Votre rapporteure avait déjà souligné en 2014 la mauvaise utilisation des crédits européens dans le cadre du septième programme cadre européen de R&D (PCRD), principal instrument communautaire de financement de la recherche et de l'innovation en Europe pour la période 2007-2013 . Les données définitives pour ce septième PCRD montrent que la France a obtenu 11,3 % des financements disponibles (ce qui en fait le troisième bénéficiaire), soit 5 milliards d'euros, contre 13,4 % lors du sixième PCRD, pour une contribution de la France à hauteur de 16,4 % de ces financements (la deuxième après celle de l'Allemagne).

Entré en vigueur le 23 décembre 2013, le nouveau programme pluriannuel - Horizon 2020 , s'étalant sur la période 2014-2020 -, est doté d'un budget de 75 milliards d'euros . Suite aux nombreuses critiques - provenant notamment d'une sévère politique d'audit ex-post menée par la Commission elle-même - visant la complexité du modèle de financement des 6 ème et 7 ème PCRD, Horizon 2020 s'est trouvé radicalement simplifié sous trois aspects :

- simplification de la base légale : Horizon 2020 est fondé par deux règlements (règlement dit « cadre » et règlement sur les règles de participation) et une décision instituant un programme spécifique unique d'Horizon 2020 qui précise le contenu des différents programmes ;

- simplification de l'architecture : trois priorités (excellence scientifique, primauté industrielle et défis sociétaux) et non plus quatre programmes comme dans le 7 ème PCRD. Le programme couvre également un champ plus large que précédemment, dans la mesure où il rassemble en un seul programme l'ensemble des programmes auparavant existants pour financer la recherche et l'innovation;

- simplification des conditions de participation : les mêmes règles s'appliquent à tous les projets et initiatives - avec quelques exceptions possibles, mais très restreintes - et le modèle de remboursement des coûts est fortement simplifié, de façon à réduire le risque d'erreur, à accélérer l'attribution des financements et à revenir à une politique d'audit plus mesurée.

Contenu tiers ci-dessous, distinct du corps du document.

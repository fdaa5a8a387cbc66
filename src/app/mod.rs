mod state;
mod ui;

use crate::cloud::CloudImportBridge;
use crate::config::AppConfig;
use crate::events::{AnchorPosition, ImportSignal, SessionEvent};
use crate::import::{
    FileDescriptor, ImportSession, JustificationValue, LabelValue, Scope, StringPayload,
    UploadOutcome,
};
use crate::popover::ImportPopover;
use crate::upload::{HttpTransport, LifecycleState};
use eframe::{egui, App};
pub use state::{ActivityState, EditorState};
use state::{editor_scopes, validate_justification, validate_label};
use std::sync::mpsc::{channel, Receiver, Sender};
use std::time::Duration;
use tracing::{debug, info, warn};

pub struct FileImportApp {
    config: AppConfig,
    transport: HttpTransport,
    bridge: CloudImportBridge,
    popover: Option<ImportPopover>,
    editors: EditorState,
    activity: ActivityState,
    signals: Sender<ImportSignal>,
    signal_receiver: Receiver<ImportSignal>,
    paste_text: String,
    paste_mime_type: String,
    error_message: Option<String>,
}

impl FileImportApp {
    pub fn new(
        _cc: &eframe::CreationContext<'_>,
        config: AppConfig,
        transport: HttpTransport,
        bridge: CloudImportBridge,
    ) -> Self {
        info!(
            "Initializing file import against {} with {} cloud source(s)",
            config.base_url,
            bridge.registry().sources().len()
        );
        let (signals, signal_receiver) = channel();
        Self {
            config,
            transport,
            bridge,
            popover: None,
            editors: EditorState::default(),
            activity: ActivityState::default(),
            signals,
            signal_receiver,
            paste_text: String::new(),
            paste_mime_type: "text/plain".to_string(),
            error_message: None,
        }
    }

    pub fn open_import(&mut self, session: ImportSession, anchor: Option<AnchorPosition>) {
        if let Some(mut previous) = self.popover.take() {
            previous.teardown();
        }
        self.error_message = None;
        self.editors.clear();
        self.popover = Some(ImportPopover::open(session, anchor, self.signals.clone()));
        self.announce_editors();
    }

    pub fn open_file_import(&mut self, anchor: Option<AnchorPosition>) {
        if let Some(files) = self.pick_files() {
            self.open_import(ImportSession::with_files(files), anchor);
        }
    }

    pub fn open_text_import(&mut self, anchor: Option<AnchorPosition>) {
        if self.paste_text.trim().is_empty() {
            self.error_message = Some("Nothing to import".to_string());
            return;
        }
        let payload = StringPayload {
            content: self.paste_text.clone(),
            mime_type: self.paste_mime_type.clone(),
        };
        self.open_import(
            ImportSession::with_string(payload, Some("Pasted Text".to_string())),
            anchor,
        );
    }

    pub fn pick_files(&mut self) -> Option<Vec<FileDescriptor>> {
        let paths = rfd::FileDialog::new().pick_files()?;
        let mut files = Vec::with_capacity(paths.len());
        for path in paths {
            match FileDescriptor::from_path(&path) {
                Ok(file) => files.push(file),
                Err(e) => {
                    warn!("Skipping {:?}: {}", path, e);
                    self.error_message = Some(format!("Could not read {}: {}", path.display(), e));
                }
            }
        }
        Some(files)
    }

    /// Dropped files seed a new import, or fill an open one that has nothing
    /// attached yet.
    fn handle_dropped_files(&mut self, ctx: &egui::Context) {
        let dropped = ctx.input(|i| i.raw.dropped_files.clone());
        if dropped.is_empty() {
            return;
        }
        let files = dropped_descriptors(&dropped);
        if files.is_empty() {
            self.error_message = Some("Dropped items could not be read".to_string());
            return;
        }

        info!("{} file(s) dropped", files.len());
        match self.popover.as_ref().map(ImportPopover::can_select_files) {
            Some(true) => self.dispatch(SessionEvent::FilesSelected(files)),
            Some(false) => debug!("Open import already has content, ignoring dropped files"),
            None => self.open_import(ImportSession::with_files(files), None),
        }
    }

    fn dispatch(&mut self, event: SessionEvent) {
        let files_changed = matches!(&event, SessionEvent::FilesSelected(files) if !files.is_empty());
        if let Some(popover) = self.popover.as_mut() {
            popover.dispatch(event, &self.transport, &self.bridge);
        }
        if files_changed {
            self.announce_editors();
        }
    }

    /// Freshly created editors report their starting values, as the label
    /// and justification widgets do when attached.
    fn announce_editors(&mut self) {
        let Some(popover) = self.popover.as_ref() else {
            return;
        };
        self.editors.reset_for(popover.session());

        let mut events = Vec::new();
        for scope in editor_scopes(popover.session()) {
            let text = self.editors.label_mut(scope).clone();
            let valid = validate_label(&text);
            events.push(SessionEvent::LabelChanged(scope, LabelValue::new(text, valid)));
        }
        let justification = self.editors.justification.clone();
        let valid = validate_justification(&justification);
        events.push(SessionEvent::JustificationChanged(
            Scope::Collapsed,
            JustificationValue::new(justification, valid),
        ));

        for event in events {
            self.dispatch(event);
        }
    }

    pub fn update_state(&mut self, ctx: &egui::Context) {
        if let Some(popover) = self.popover.as_mut() {
            popover.pump(&self.transport, &mut self.bridge);
        }
        self.bridge.poll(&self.signals);

        while let Ok(signal) = self.signal_receiver.try_recv() {
            info!("Import signal: {:?}", signal);
            self.activity.apply(signal);
        }

        if self.popover.as_ref().map_or(false, ImportPopover::is_torn_down) {
            if let Some(closed) = self.popover.take() {
                let lifecycle = closed.lifecycle();
                debug!("Import closed in {:?} state", lifecycle.state());
                if matches!(lifecycle.outcome(), Some(UploadOutcome::Cancelled)) {
                    self.error_message = Some("Upload cancelled".to_string());
                }
            }
            self.editors.clear();
        }

        let busy = self
            .popover
            .as_ref()
            .map_or(false, |p| {
                p.lifecycle().state() == LifecycleState::Submitting || p.is_teardown_scheduled()
            });
        if busy || self.bridge.pending_count() > 0 {
            ctx.request_repaint_after(Duration::from_millis(100));
        }
    }
}

impl App for FileImportApp {
    fn update(&mut self, ctx: &egui::Context, _frame: &mut eframe::Frame) {
        self.handle_dropped_files(ctx);
        self.update_state(ctx);
        self.render(ctx);
    }
}

/// Native drops carry a path; web drops carry the bytes themselves.
fn dropped_descriptors(dropped: &[egui::DroppedFile]) -> Vec<FileDescriptor> {
    dropped
        .iter()
        .filter_map(|file| {
            if let Some(bytes) = &file.bytes {
                let name = if file.name.is_empty() {
                    "Dropped file".to_string()
                } else {
                    file.name.clone()
                };
                return Some(FileDescriptor::from_bytes(name, bytes.clone()));
            }
            let path = file.path.as_ref()?;
            match FileDescriptor::from_path(path) {
                Ok(descriptor) => Some(descriptor),
                Err(e) => {
                    warn!("Skipping dropped {:?}: {}", path, e);
                    None
                }
            }
        })
        .collect()
}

Le MENESR a organisé un ensemble d'opérations visant à préparer la communauté nationale de recherche et d'innovation au changement de paradigme du programme cadre européen Horizon 2020 et à faire connaître les enjeux scientifiques et financiers de ce nouveau programme. La direction générale de la recherche et de l'innovation (DGRI) a mis en place un plan d'action pour assurer le suivi de la participation française à Horizon 2020.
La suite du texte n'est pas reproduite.